Cohen-Shields said that while activism is “generally very quiet on Princeton’s campus,” she thinks that “there’s definitely the potential for [the turnout] to be big.”

“The numbers look good,” she added. “It’s really hard to be sure, but we’ve got a couple different platforms where people can RSVP, and the RSVPs suggest four-to-five hundred people.” Realistically, Cohen-Shields said, she expects about half of those people, somewhere between 200 and 250, to show up.

One added bonus to a localized protest movement, unlike other single-location, large protests, Brown noted, is that the protest is in itself environmentally sustainable.

“We’re having people get together in a place that’s easy to get to without actually burning a lot of fossil fuels to get there,” she noted.

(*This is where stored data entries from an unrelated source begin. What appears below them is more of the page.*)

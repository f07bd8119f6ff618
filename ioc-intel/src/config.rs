//! Analysis configuration with sensible defaults.
//!
//! [`AnalysisConfig`] holds the static tuning the aggregator consumes:
//! per-provider fusion weights, scoring knobs and verdict thresholds.
//! Which providers exist and their credentials are supplied by the caller
//! when it builds the provider list.

use std::collections::BTreeMap;

use serde::{Deserialize, Serialize};

use crate::error::ConfigError;
use crate::types::SourceKind;

/// Per-provider lookup timeout used when a provider does not set its own.
pub const DEFAULT_TIMEOUT_SECONDS: u64 = 30;

/// Configuration consumed by the aggregator.
///
/// Use [`Default::default()`] for sensible defaults, or construct with
/// field overrides for custom behaviour.
#[derive(Debug, Clone, Default, PartialEq, Serialize, Deserialize)]
#[serde(default)]
pub struct AnalysisConfig {
    /// Relative fusion weight by provider name. Providers not listed use
    /// [`SourceKind::default_weight`]. Weights need not sum to 1.
    pub weights: BTreeMap<String, f64>,
    /// Knobs of the per-source scoring functions.
    pub scoring: ScoringConfig,
    /// Verdict decision thresholds.
    pub thresholds: VerdictThresholds,
}

impl AnalysisConfig {
    /// Effective weight of a provider.
    pub fn weight_for(&self, provider: &str, source: SourceKind) -> f64 {
        self.weights
            .get(provider)
            .copied()
            .unwrap_or_else(|| source.default_weight())
    }

    /// Validates this configuration, returning an error if any field is invalid.
    ///
    /// Checks:
    /// - every weight is finite and non-negative
    /// - scoring knobs (see [`ScoringConfig::validate`])
    /// - thresholds (see [`VerdictThresholds::validate`])
    pub fn validate(&self) -> Result<(), ConfigError> {
        for (provider, weight) in &self.weights {
            if !weight.is_finite() || *weight < 0.0 {
                return Err(ConfigError(format!(
                    "weight for {provider} must be a non-negative number"
                )));
            }
        }
        self.scoring.validate()?;
        self.thresholds.validate()
    }
}

/// Tunable constants of the per-source scoring functions.
#[derive(Debug, Clone, PartialEq, Serialize, Deserialize)]
#[serde(default)]
pub struct ScoringConfig {
    /// Detection ratio at the top of the low band (sub-score 40).
    pub detection_low_ratio: f64,
    /// Detection ratio at the top of the moderate band (sub-score 80).
    pub detection_high_ratio: f64,
    /// Added to a reputation sub-score for Tor exit nodes.
    pub tor_bonus: f64,
    /// Added to a reputation sub-score for VPN endpoints.
    pub vpn_bonus: f64,
    /// Added to a reputation sub-score for open proxies.
    pub proxy_bonus: f64,
    /// Added to a pulse sub-score when community reputation is below zero.
    pub negative_reputation_bonus: f64,
    /// Added instead when community reputation is below -50.
    pub very_negative_reputation_bonus: f64,
}

impl Default for ScoringConfig {
    fn default() -> Self {
        Self {
            detection_low_ratio: 0.2,
            detection_high_ratio: 0.5,
            tor_bonus: 20.0,
            vpn_bonus: 10.0,
            proxy_bonus: 15.0,
            negative_reputation_bonus: 10.0,
            very_negative_reputation_bonus: 20.0,
        }
    }
}

impl ScoringConfig {
    /// Checks `0 < detection_low_ratio < detection_high_ratio < 1` and that
    /// every bonus is finite and non-negative.
    pub fn validate(&self) -> Result<(), ConfigError> {
        let (low, high) = (self.detection_low_ratio, self.detection_high_ratio);
        if !(low > 0.0 && low < high && high < 1.0) {
            return Err(ConfigError(
                "detection ratio bands must satisfy 0 < low < high < 1".into(),
            ));
        }
        let bonuses = [
            ("tor_bonus", self.tor_bonus),
            ("vpn_bonus", self.vpn_bonus),
            ("proxy_bonus", self.proxy_bonus),
            ("negative_reputation_bonus", self.negative_reputation_bonus),
            (
                "very_negative_reputation_bonus",
                self.very_negative_reputation_bonus,
            ),
        ];
        for (name, value) in bonuses {
            if !value.is_finite() || value < 0.0 {
                return Err(ConfigError(format!("{name} must be a non-negative number")));
            }
        }
        Ok(())
    }
}

/// Thresholds of the verdict decision, evaluated top to bottom.
///
/// ```text
/// confidence <  min_confidence                     → UNKNOWN
/// threat     >= malicious                          → MALICIOUS
/// threat     >= suspicious                         → SUSPICIOUS
/// threat     <= benign_max and
///   confidence >= benign_min_confidence            → BENIGN
/// otherwise                                        → UNKNOWN
/// ```
#[derive(Debug, Clone, PartialEq, Serialize, Deserialize)]
#[serde(default)]
pub struct VerdictThresholds {
    pub min_confidence: f64,
    pub malicious: f64,
    pub suspicious: f64,
    pub benign_max: f64,
    /// A clean score alone is not proof of innocence; below this confidence
    /// a low score stays UNKNOWN.
    pub benign_min_confidence: f64,
}

impl Default for VerdictThresholds {
    fn default() -> Self {
        Self {
            min_confidence: 0.3,
            malicious: 70.0,
            suspicious: 40.0,
            benign_max: 20.0,
            benign_min_confidence: 0.5,
        }
    }
}

impl VerdictThresholds {
    /// Checks confidences lie in `[0, 1]` and
    /// `0 <= benign_max < suspicious < malicious <= 100`.
    pub fn validate(&self) -> Result<(), ConfigError> {
        for (name, value) in [
            ("min_confidence", self.min_confidence),
            ("benign_min_confidence", self.benign_min_confidence),
        ] {
            if !(0.0..=1.0).contains(&value) {
                return Err(ConfigError(format!("{name} must be within [0, 1]")));
            }
        }
        let ordered = 0.0 <= self.benign_max
            && self.benign_max < self.suspicious
            && self.suspicious < self.malicious
            && self.malicious <= 100.0;
        if !ordered {
            return Err(ConfigError(
                "thresholds must satisfy 0 <= benign_max < suspicious < malicious <= 100".into(),
            ));
        }
        Ok(())
    }
}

Additionally, Brown said, the localized nature of the Princeton Climate Strike will allow for ongoing conversation.

“We’re thinking about local action and coming together with the people you’re actually around to build action about climate change,” she said. “It's not just this one day kind of thing. It’s your community working toward something.”

Though the specific time and place has not been confirmed, Cohen-Shields said that the organizers plan on holding an open discussion on climate change on Saturday, following the Strike, during which community members may discuss possibilities for future action.

A number of organizers in other communities have planned climate strikes for both Sept. 20 and Sept. 27, the two dates promoted on the Global Climate Strike website. Though nothing is currently planned for Sept. 27 in Princeton, Cohen-Shields said that a second event is not out of the question, noting, “maybe something will come out of the Saturday discussion.”

Though event organizers stressed that climate issues are not a “one day kind of thing” and that the Strikes represent just one moment in a broader movement toward climate-change reform, Brown stressed the importance of showing up at this specific event.

“The whole world is coming together, and this is kind of a moment to unify and show that you care,” she said.